A husband and wife make a grueling trip to the North Pole to cap
a historic trekking triple crown

On a sweltering Manhattan evening early in early June, Tom and
Tina Sjogren gutted out one of the grittiest performances in New
York City cocktail party history. At a reception in their honor
at the Swedish consulate, the couple stood for two hours beneath
a chandelier in a handsomely appointed but poorly
air-conditioned room, sipping white wine, wolfing down hors
d'oeuvres and looking, well, ghastly. They were gaunt and frail,
their complexions crinkly and red. Most noticeably, both sported
brown patches of dead, peeling skin on their faces. "It's just
frost-nip, it's not contagious," said Tina as she helped herself
to another plate of polenta with sun-dried tomato. Catching the
worried glance of one guest, she added, "I just got back from
the North Pole. I'm eating."

Six days earlier, the Sjogrens, who hail from Sweden but live in
Manhattan, had completed a 68-day, 483-mile trek to the top of
the globe, a trip that cost Tina 20 pounds and Tom 30. It was
the third and crowning leg of a historic quest they began three
years ago when they reached the 29,035-foot peak of Mount
Everest. Having also made it to the South Pole, in February,
they are the first husband-and-wife team to have stood atop
Everest and both poles, and only the fourth and fifth people to
have done so. (Tina is the first woman.)

What's most impressive about the Sjogrens' trifecta is that the
couple completed both polar expeditions unsupported, doing
everything without the aid of dogs or support planes. They skied
across the Arctic, each pulling two 170-pound sleds packed with
supplies and wearing the same clothes throughout the trip. Tina
became the first woman to complete an unsupported trek to the
North Pole.

Married for 19 years, Tom, 42, and Tina, 43, didn't set out to
be the world's greatest adventure couple. Indeed, almost all of
their early energies went into the creation of their
Stockholm-based business, Easyshop, a nationwide tissue-delivery
service. "We know you're out of toilet paper before you do,"
Tina says with a wink. As the company took off in the early
1990s, the couple decided to indulge their shared passion for
adventure. "If we haven't done something, we just want to know
how it feels," says Tina. "That's what drives us."

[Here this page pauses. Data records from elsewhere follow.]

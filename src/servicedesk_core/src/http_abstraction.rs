//! Framework-neutral HTTP traits used by the handlers.
//!
//! Handlers never see a concrete web framework. The axum crate implements
//! these traits on newtype wrappers of its own request and response types:
//!
//! ```text
//! ┌──────────────────────────────────────────┐
//! │  servicedesk_core: AuthRequest,          │
//! │  AuthResponseBuilder                     │
//! └──────────────┬───────────────────────────┘
//!                │
//!                ▼
//! ┌──────────────────────────────────────────┐
//! │  servicedesk_axum: PartsRequest,         │
//! │  AxumResponseBuilder                     │
//! └──────────────┬───────────────────────────┘
//!                │
//!                ▼
//! ┌──────────────────────────────────────────┐
//! │  servicedesk_adapters::handlers          │
//! │  (generic over the builder)              │
//! └──────────────────────────────────────────┘
//! ```

/// Read access to the parts of a request that session handling needs.
pub trait AuthRequest {
    /// Header lookup. Case-insensitive; `None` when missing or not valid UTF-8.
    fn header(&self, name: &str) -> Option<&str>;

    /// Value of the named cookie from the `Cookie` header.
    fn cookie(&self, name: &str) -> Option<&str> {
        let cookie_header = self.header("cookie")?;
        cookie_header.split(';').find_map(|pair| {
            let (key, value) = pair.trim().split_once('=')?;
            (key == name).then_some(value)
        })
    }

    fn method(&self) -> &str;

    fn path(&self) -> &str;
}

/// Builder for framework responses, used with method chaining:
///
/// ```ignore
/// builder
///     .status(303)
///     .header("location", "/account/login")
///     .cookie("sid=token; HttpOnly; SameSite=Lax; Path=/")
///     .build()
/// ```
pub trait AuthResponseBuilder: Sized {
    /// The final response type produced by this builder
    type Response;

    fn status(self, code: u16) -> Self;

    fn header(self, name: &str, value: &str) -> Self;

    /// Add a Set-Cookie header. `cookie_value` is a complete cookie string.
    fn cookie(self, cookie_value: &str) -> Self {
        self.header("set-cookie", cookie_value)
    }

    /// Set a JSON body together with its Content-Type header.
    fn json_body(self, body: serde_json::Value) -> Self;

    fn build(self) -> Self::Response;
}

/// Shorthands for the responses the account routes produce.
///
/// Implemented for every [`AuthResponseBuilder`].
pub trait AuthResponseHelpers: AuthResponseBuilder {
    /// Create a 200 OK JSON response
    fn ok_json(self, body: serde_json::Value) -> Self::Response {
        self.status(200).json_body(body).build()
    }

    /// Create a 303 See Other redirect with an optional JSON body
    fn see_other(self, location: &str, body: Option<serde_json::Value>) -> Self::Response {
        let builder = self.status(303).header("location", location);
        match body {
            Some(body) => builder.json_body(body).build(),
            None => builder.build(),
        }
    }

    /// Create a 400 Bad Request response
    fn bad_request(self, message: &str) -> Self::Response {
        self.status(400)
            .json_body(serde_json::json!({ "error": message }))
            .build()
    }

    /// Create a 401 Unauthorized response
    fn unauthorized(self, message: &str) -> Self::Response {
        self.status(401)
            .json_body(serde_json::json!({ "error": message }))
            .build()
    }

    /// Create a 403 Forbidden response
    fn forbidden(self, message: &str) -> Self::Response {
        self.status(403)
            .json_body(serde_json::json!({ "error": message }))
            .build()
    }

    /// Create a 404 Not Found response
    fn not_found(self, message: &str) -> Self::Response {
        self.status(404)
            .json_body(serde_json::json!({ "error": message }))
            .build()
    }

    /// Create a 500 Internal Server Error response
    fn internal_error(self, message: &str) -> Self::Response {
        self.status(500)
            .json_body(serde_json::json!({ "error": message }))
            .build()
    }
}

// Blanket implementation for all AuthResponseBuilder types
impl<T: AuthResponseBuilder> AuthResponseHelpers for T {}

#[cfg(test)]
mod tests {
    use super::*;

    struct MockRequest {
        headers: std::collections::HashMap<String, String>,
        method: String,
        path: String,
    }

    impl AuthRequest for MockRequest {
        fn header(&self, name: &str) -> Option<&str> {
            let name_lower = name.to_lowercase();
            self.headers
                .iter()
                .find(|(k, _)| k.to_lowercase() == name_lower)
                .map(|(_, v)| v.as_str())
        }

        fn method(&self) -> &str {
            &self.method
        }

        fn path(&self) -> &str {
            &self.path
        }
    }

    #[derive(Default)]
    struct MockResponse {
        status: u16,
        headers: Vec<(String, String)>,
        body: Option<serde_json::Value>,
    }

    impl AuthResponseBuilder for MockResponse {
        type Response = MockResponse;

        fn status(mut self, code: u16) -> Self {
            self.status = code;
            self
        }

        fn header(mut self, name: &str, value: &str) -> Self {
            self.headers.push((name.to_string(), value.to_string()));
            self
        }

        fn json_body(mut self, body: serde_json::Value) -> Self {
            self.body = Some(body);
            self
        }

        fn build(self) -> Self::Response {
            self
        }
    }

    #[test]
    fn test_cookie_lookup_from_header() {
        let mut headers = std::collections::HashMap::new();
        headers.insert(
            "Cookie".to_string(),
            "theme=dark; sid=abc123; other=x".to_string(),
        );
        let req = MockRequest {
            headers,
            method: "GET".to_string(),
            path: "/account/profile".to_string(),
        };

        assert_eq!(req.method(), "GET");
        assert_eq!(req.path(), "/account/profile");
        assert_eq!(req.cookie("sid"), Some("abc123"));
        assert_eq!(req.cookie("missing"), None);
    }

    #[test]
    fn test_see_other_sets_location() {
        let resp = MockResponse::default().see_other("/account/login", None);
        assert_eq!(resp.status, 303);
        assert_eq!(
            resp.headers,
            vec![("location".to_string(), "/account/login".to_string())]
        );
        assert!(resp.body.is_none());
    }

    #[test]
    fn test_error_helpers_wrap_message() {
        let resp = MockResponse::default().not_found("gone");
        assert_eq!(resp.status, 404);
        assert_eq!(resp.body, Some(serde_json::json!({ "error": "gone" })));
    }
}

"We're not millionaires," adds Tom. "Instead of buying summer
houses, we invest in things like this."

In spite of their optimism, the couple probably spent most of
their Arctic expedition wishing they had invested in an East
Hampton time-share instead. To reach the South Pole, they skied
for 63 days, covering 1,250 miles, while losing nearly 20 pounds
each. A toe on Tom's right foot was frostbitten. Nevertheless,
after only 37 days of rest, recuperation and cheesecake in New
York, they were skiing north on Arctic ice, on March 22.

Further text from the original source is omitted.